Green MP Julie Anne Genter's Misuse of Drugs (Medicinal Cannabis and Other Matters) Amendment Bill was drawn from the ballot on Thursday.
"At the moment people who are chronically ill or terminally ill who are using cannabis to relieve their pain or nausea, or for sleep, are currently operating outside of the law," Ms Genter told Newshub.
"My Bill would say that you're allowed to cultivate, possess and use cannabis if you have the support of a registered medical practitioner. This is very similar to the medicinal cannabis law in Canada, or what's been operating to some extent in California for the last decade."
Last week Associate Health Minister Peter Dunne said cannabidiol - a cannabis product with no psychoactive properties - would soon come out of the Misuse of Drugs Act, allowing doctors to prescribe it without approval from the Ministry of Health.

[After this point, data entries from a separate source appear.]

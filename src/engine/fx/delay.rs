use super::{mix, EffectMetadata, EffectUnit};
use crate::engine::dsp::delay_line::DelayLine;
use crate::engine::dsp::util::Smooth;
use crate::engine::params::ParamSpec;

const SEC: Option<&str> = Some("s");
const MAX_TIME: f32 = 2.0;
/// Upper bound on feedback + cross feedback so the loop always decays.
const MAX_LOOP_GAIN: f32 = 0.98;

static PARAMS: [ParamSpec; 5] = [
  ParamSpec::new("time_left", "Time L", 0.001, MAX_TIME, 0.25, SEC),
  ParamSpec::new("time_right", "Time R", 0.001, MAX_TIME, 0.375, SEC),
  ParamSpec::new("feedback", "Feedback", 0.0, 0.95, 0.35, None),
  ParamSpec::new("cross_feedback", "Cross FB", 0.0, 0.95, 0.0, None),
  ParamSpec::new("mix", "Mix", 0.0, 1.0, 0.3, None),
];

pub static METADATA: EffectMetadata = EffectMetadata { id: "delay", name: "Stereo Delay", parameters: &PARAMS };

/// Two delay lines with independent times, own feedback and cross feedback.
pub struct Delay {
  sr: f32,
  line_l: DelayLine,
  line_r: DelayLine,
  time_l: f32,
  time_r: f32,
  feedback: f32,
  cross: f32,
  wet: f32,
  time_l_s: Smooth,
  time_r_s: Smooth,
  fb_s: Smooth,
  cross_s: Smooth,
  wet_s: Smooth,
}

impl Delay {
  pub fn new(sr: f32) -> Self {
    let mut d = Self {
      sr,
      line_l: DelayLine::with_max_seconds(MAX_TIME, sr),
      line_r: DelayLine::with_max_seconds(MAX_TIME, sr),
      time_l: PARAMS[0].default,
      time_r: PARAMS[1].default,
      feedback: PARAMS[2].default,
      cross: PARAMS[3].default,
      wet: PARAMS[4].default,
      time_l_s: Smooth::new(sr, 15.0),
      time_r_s: Smooth::new(sr, 15.0),
      fb_s: Smooth::new(sr, 8.0),
      cross_s: Smooth::new(sr, 8.0),
      wet_s: Smooth::new(sr, 8.0),
    };
    d.snap_smoothers();
    d
  }

  /// Loop gains after limiting their sum.
  fn loop_gains(&self) -> (f32, f32) {
    let sum = self.feedback + self.cross;
    if sum > MAX_LOOP_GAIN {
      let k = MAX_LOOP_GAIN / sum;
      (self.feedback * k, self.cross * k)
    } else {
      (self.feedback, self.cross)
    }
  }

  fn snap_smoothers(&mut self) {
    let (fb, cross) = self.loop_gains();
    self.time_l_s.snap(self.time_l * self.sr);
    self.time_r_s.snap(self.time_r * self.sr);
    self.fb_s.snap(fb);
    self.cross_s.snap(cross);
    self.wet_s.snap(self.wet);
  }
}

impl EffectUnit for Delay {
  fn metadata(&self) -> &'static EffectMetadata { &METADATA }

  fn process(&mut self, l: f32, r: f32) -> (f32, f32) {
    let (fb_t, cross_t) = self.loop_gains();
    let dl = self.time_l_s.next(self.time_l * self.sr);
    let dr = self.time_r_s.next(self.time_r * self.sr);
    let fb = self.fb_s.next(fb_t);
    let cross = self.cross_s.next(cross_t);
    let wet = self.wet_s.next(self.wet);
    // read before write: no instantaneous feedback path
    let yl = self.line_l.read(dl);
    let yr = self.line_r.read(dr);
    self.line_l.push(l + yl * fb + yr * cross);
    self.line_r.push(r + yr * fb + yl * cross);
    (mix(l, yl, wet), mix(r, yr, wet))
  }

  fn apply_param(&mut self, index: usize, value: f32) {
    match index {
      0 => self.time_l = value,
      1 => self.time_r = value,
      2 => self.feedback = value,
      3 => self.cross = value,
      4 => self.wet = value,
      _ => {}
    }
  }

  fn reset(&mut self) {
    self.line_l.clear();
    self.line_r.clear();
    self.snap_smoothers();
  }
}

This was also a part of Ms Genter's Member's Bill, but she says it's not enough.
"The medicinal products that contain cannabis that are available cost over $1000 a month. For most people, those pharmaceutical products are still completely out of reach."
They also need to be imported, unlike cannabis itself - which grows well in New Zealand.
"The reality is if we wait to go down a pharmaceutical track, it will be years and years and most people still won't be able to get the benefits because it's so expensive, and we're importing drugs from overseas rather than allowing people to do something which is actually quite easy and doesn't harm anyone," says Ms Genter.
She hopes to get cross-party support so the Bill can be looked at by a select committee.
"I definitely think it's time New Zealand catches up with the rest of the world," says Ms Genter.
Though the party supports full legalisation of marijuana, Ms Genter insists this Bill is not intended as a step down that path.
"This Bill is genuinely to get progress in the law so sick and dying people in New Zealand are not made to be criminals."